**EXERCISE OBJECTIVE:**
An exact transcription of the data below is needed.
● ● ● ● ● ● ●
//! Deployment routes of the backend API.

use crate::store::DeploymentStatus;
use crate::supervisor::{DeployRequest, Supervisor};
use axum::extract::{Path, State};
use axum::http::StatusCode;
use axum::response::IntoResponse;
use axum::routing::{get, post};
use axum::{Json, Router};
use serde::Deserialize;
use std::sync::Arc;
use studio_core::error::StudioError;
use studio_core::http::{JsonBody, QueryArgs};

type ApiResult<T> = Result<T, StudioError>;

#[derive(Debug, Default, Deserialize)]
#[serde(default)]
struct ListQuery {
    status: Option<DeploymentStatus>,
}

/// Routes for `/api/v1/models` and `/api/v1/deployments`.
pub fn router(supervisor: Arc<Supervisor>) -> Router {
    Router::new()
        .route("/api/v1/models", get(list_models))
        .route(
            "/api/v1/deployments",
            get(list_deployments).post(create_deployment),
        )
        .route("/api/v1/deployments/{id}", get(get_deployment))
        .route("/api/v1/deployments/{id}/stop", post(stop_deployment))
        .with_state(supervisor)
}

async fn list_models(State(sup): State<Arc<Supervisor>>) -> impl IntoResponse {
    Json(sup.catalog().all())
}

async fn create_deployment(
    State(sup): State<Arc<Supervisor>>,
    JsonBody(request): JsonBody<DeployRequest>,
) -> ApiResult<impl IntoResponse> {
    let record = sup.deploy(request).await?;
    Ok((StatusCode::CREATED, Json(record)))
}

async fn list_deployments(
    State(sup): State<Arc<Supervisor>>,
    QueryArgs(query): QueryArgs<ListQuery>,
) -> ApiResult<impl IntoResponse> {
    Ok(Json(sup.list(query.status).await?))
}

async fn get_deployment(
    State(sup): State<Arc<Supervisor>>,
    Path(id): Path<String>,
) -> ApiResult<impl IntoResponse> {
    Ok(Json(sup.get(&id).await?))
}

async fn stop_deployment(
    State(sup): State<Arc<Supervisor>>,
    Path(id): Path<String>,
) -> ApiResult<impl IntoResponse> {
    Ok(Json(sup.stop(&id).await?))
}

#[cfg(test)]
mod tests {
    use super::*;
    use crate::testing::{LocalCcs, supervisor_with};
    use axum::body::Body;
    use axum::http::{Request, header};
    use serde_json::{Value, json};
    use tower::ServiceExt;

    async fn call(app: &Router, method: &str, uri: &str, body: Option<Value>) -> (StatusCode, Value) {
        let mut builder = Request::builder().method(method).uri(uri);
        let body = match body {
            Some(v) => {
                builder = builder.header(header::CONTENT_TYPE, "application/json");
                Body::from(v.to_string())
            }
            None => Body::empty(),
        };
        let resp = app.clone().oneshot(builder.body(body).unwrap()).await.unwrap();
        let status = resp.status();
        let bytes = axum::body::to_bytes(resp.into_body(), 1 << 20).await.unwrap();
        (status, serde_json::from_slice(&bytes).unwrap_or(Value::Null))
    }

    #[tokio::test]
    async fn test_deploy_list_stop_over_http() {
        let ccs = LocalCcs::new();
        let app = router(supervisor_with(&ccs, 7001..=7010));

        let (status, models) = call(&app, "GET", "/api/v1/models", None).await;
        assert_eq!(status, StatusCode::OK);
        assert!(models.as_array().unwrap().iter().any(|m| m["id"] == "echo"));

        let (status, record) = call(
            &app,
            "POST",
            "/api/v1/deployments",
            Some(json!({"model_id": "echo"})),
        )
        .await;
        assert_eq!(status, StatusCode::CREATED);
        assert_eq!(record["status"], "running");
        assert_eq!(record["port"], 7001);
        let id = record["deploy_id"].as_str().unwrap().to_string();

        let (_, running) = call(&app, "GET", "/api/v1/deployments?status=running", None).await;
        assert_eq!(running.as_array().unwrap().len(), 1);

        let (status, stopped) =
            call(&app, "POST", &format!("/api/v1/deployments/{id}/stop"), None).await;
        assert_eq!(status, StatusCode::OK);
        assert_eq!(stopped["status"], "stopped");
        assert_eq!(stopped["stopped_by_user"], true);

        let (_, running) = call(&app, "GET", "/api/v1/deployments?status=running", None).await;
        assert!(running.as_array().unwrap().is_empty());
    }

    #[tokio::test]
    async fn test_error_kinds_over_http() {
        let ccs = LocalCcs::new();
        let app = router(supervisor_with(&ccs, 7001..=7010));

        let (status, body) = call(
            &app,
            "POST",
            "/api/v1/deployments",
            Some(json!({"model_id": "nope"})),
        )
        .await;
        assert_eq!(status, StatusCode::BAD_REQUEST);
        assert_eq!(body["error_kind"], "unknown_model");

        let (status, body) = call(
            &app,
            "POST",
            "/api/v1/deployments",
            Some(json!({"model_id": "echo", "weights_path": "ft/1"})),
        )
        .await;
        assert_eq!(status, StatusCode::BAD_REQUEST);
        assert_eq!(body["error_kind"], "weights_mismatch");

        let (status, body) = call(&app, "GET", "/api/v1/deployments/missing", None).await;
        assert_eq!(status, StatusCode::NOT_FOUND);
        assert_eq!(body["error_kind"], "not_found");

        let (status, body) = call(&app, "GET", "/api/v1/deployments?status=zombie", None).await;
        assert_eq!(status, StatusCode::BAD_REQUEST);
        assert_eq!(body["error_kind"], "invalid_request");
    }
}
● ● ● ● ● ● ●
**EXERCISE SOLUTION:**
//! Deployment routes of the backend API.

use crate::store::DeploymentStatus;
use crate::supervisor::{DeployRequest, Supervisor};
use axum::extract::{Path, State};
use axum::http::StatusCode;
use axum::response::IntoResponse;
use axum::routing::{get, post};
use axum::{Json, Router};
use serde::Deserialize;
use std::sync::Arc;
use studio_core::error::StudioError;
use studio_core::http::{JsonBody, QueryArgs};

type ApiResult<T> = Result<T, StudioError>;

#[derive(Debug, Default, Deserialize)]
#[serde(default)]
struct ListQuery {
    status: Option<DeploymentStatus>,
}

/// Routes for `/api/v1/models` and `/api/v1/deployments`.
pub fn router(supervisor: Arc<Supervisor>) -> Router {
    Router::new()
        .route("/api/v1/models", get(list_models))
        .route(
            "/api/v1/deployments",
            get(list_deployments).post(create_deployment),
        )
        .route("/api/v1/deployments/{id}", get(get_deployment))
        .route("/api/v1/deployments/{id}/stop", post(stop_deployment))
        .with_state(supervisor)
}

async fn list_models(State(sup): State<Arc<Supervisor>>) -> impl IntoResponse {
    Json(sup.catalog().all())
}

async fn create_deployment(
    State(sup): State<Arc<Supervisor>>,
    JsonBody(request): JsonBody<DeployRequest>,
) -> ApiResult<impl IntoResponse> {
    let record = sup.deploy(request).await?;
    Ok((StatusCode::CREATED, Json(record)))
}

async fn list_deployments(
    State(sup): State<Arc<Supervisor>>,
    QueryArgs(query): QueryArgs<ListQuery>,
) -> ApiResult<impl IntoResponse> {
    Ok(Json(sup.list(query.status).await?))
}

async fn get_deployment(
    State(sup): State<Arc<Supervisor>>,
    Path(id): Path<String>,
) -> ApiResult<impl IntoResponse> {
    Ok(Json(sup.get(&id).await?))
}

async fn stop_deployment(
    State(sup): State<Arc<Supervisor>>,
    Path(id): Path<String>,
) -> ApiResult<impl IntoResponse> {
    Ok(Json(sup.stop(&id).await?))
}

#[cfg(test)]
mod tests {
    use super::*;
    use crate::testing::{LocalCcs, supervisor_with};
    use axum::body::Body;
    use axum::http::{Request, header};
    use serde_json::{Value, json};
    use tower::ServiceExt;

    async fn call(app: &Router, method: &str, uri: &str, body: Option<Value>) -> (StatusCode, Value) {
        let mut builder = Request::builder().method(method).uri(uri);
        let body = match body {
            Some(v) => {
                builder = builder.header(header::CONTENT_TYPE, "application/json");
                Body::from(v.to_string())
            }
            None => Body::empty(),
        };
        let resp = app.clone().oneshot(builder.body(body).unwrap()).await.unwrap();
        let status = resp.status();
        let bytes = axum::body::to_bytes(resp.into_body(), 1 << 20).await.unwrap();
        (status, serde_json::from_slice(&bytes).unwrap_or(Value::Null))
    }

    #[tokio::test]
    async fn test_deploy_list_stop_over_http() {
        let ccs = LocalCcs::new();
        let app = router(supervisor_with(&ccs, 7001..=7010));

        let (status, models) = call(&app, "GET", "/api/v1/models", None).await;
        assert_eq!(status, StatusCode::OK);
        assert!(models.as_array().unwrap().iter().any(|m| m["id"] == "echo"));

        let (status, record) = call(
            &app,
            "POST",
            "/api/v1/deployments",
            Some(json!({"model_id": "echo"})),
        )
        .await;
        assert_eq!(status, StatusCode::CREATED);
        assert_eq!(record["status"], "running");
        assert_eq!(record["port"], 7001);
        let id = record["deploy_id"].as_str().unwrap().to_string();

        let (_, running) = call(&app, "GET", "/api/v1/deployments?status=running", None).await;
        assert_eq!(running.as_array().unwrap().len(), 1);

        let (status, stopped) =
            call(&app, "POST", &format!("/api/v1/deployments/{id}/stop"), None).await;
        assert_eq!(status, StatusCode::OK);
        assert_eq!(stopped["status"], "stopped");
        assert_eq!(stopped["stopped_by_user"], true);

        let (_, running) = call(&app, "GET", "/api/v1/deployments?status=running", None).await;
        assert!(running.as_array().unwrap().is_empty());
    }

    #[tokio::test]
    async fn test_error_kinds_over_http() {
        let ccs = LocalCcs::new();
        let app = router(supervisor_with(&ccs, 7001..=7010));

        let (status, body) = call(
            &app,
            "POST",
            "/api/v1/deployments",
            Some(json!({"model_id": "nope"})),
        )
        .await;
        assert_eq!(status, StatusCode::BAD_REQUEST);
        assert_eq!(body["error_kind"], "unknown_model");

        let (status, body) = call(
            &app,
            "POST",
            "/api/v1/deployments",
            Some(json!({"model_id": "echo", "weights_path": "ft/1"})),
        )
        .await;
        assert_eq!(status, StatusCode::BAD_REQUEST);
        assert_eq!(body["error_kind"], "weights_mismatch");

        let (status, body) = call(&app, "GET", "/api/v1/deployments/missing", None).await;
        assert_eq!(status, StatusCode::NOT_FOUND);
        assert_eq!(body["error_kind"], "not_found");

        let (status, body) = call(&app, "GET", "/api/v1/deployments?status=zombie", None).await;
        assert_eq!(status, StatusCode::BAD_REQUEST);
        assert_eq!(body["error_kind"], "invalid_request");
    }
}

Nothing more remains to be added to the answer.